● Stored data
- - -

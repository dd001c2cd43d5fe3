//! docs-mcp: MCP server exposing project documentation to AI assistants
//!
//! The server answers JSON-RPC 2.0 requests framed with `Content-Length`
//! headers on stdin/stdout. It offers search over a documentation directory,
//! changelog lookup, built-in examples and a configuration reference as MCP
//! tools and resources.
//!
//! # Modules
//!
//! - [`mcp`]: framing, dispatch, capability registry and server loop
//! - [`capabilities`]: the concrete tools and resources
//! - [`docs`]: documentation sources (corpus, changelog, catalog, reference)
//! - [`config`]: configuration loading and validation
//! - [`error`]: error types

pub mod capabilities;
pub mod config;
pub mod docs;
pub mod error;
pub mod mcp;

- - -

● TASK DIRECTIONS
The answer should contain only the lines from the first line of the entries through the line holding "changelog, catalog, reference)", each exactly as written.

● YOUR SOLUTION
repository dd001c2cd43d5fe3
//! docs-mcp: MCP server exposing project documentation to AI assistants
//!
//! The server answers JSON-RPC 2.0 requests framed with `Content-Length`
//! headers on stdin/stdout. It offers search over a documentation directory,
//! changelog lookup, built-in examples and a configuration reference as MCP
//! tools and resources.
//!
//! # Modules
//!
//! - [`mcp`]: framing, dispatch, capability registry and server loop
//! - [`capabilities`]: the concrete tools and resources
//! - [`docs`]: documentation sources (corpus, changelog, catalog, reference)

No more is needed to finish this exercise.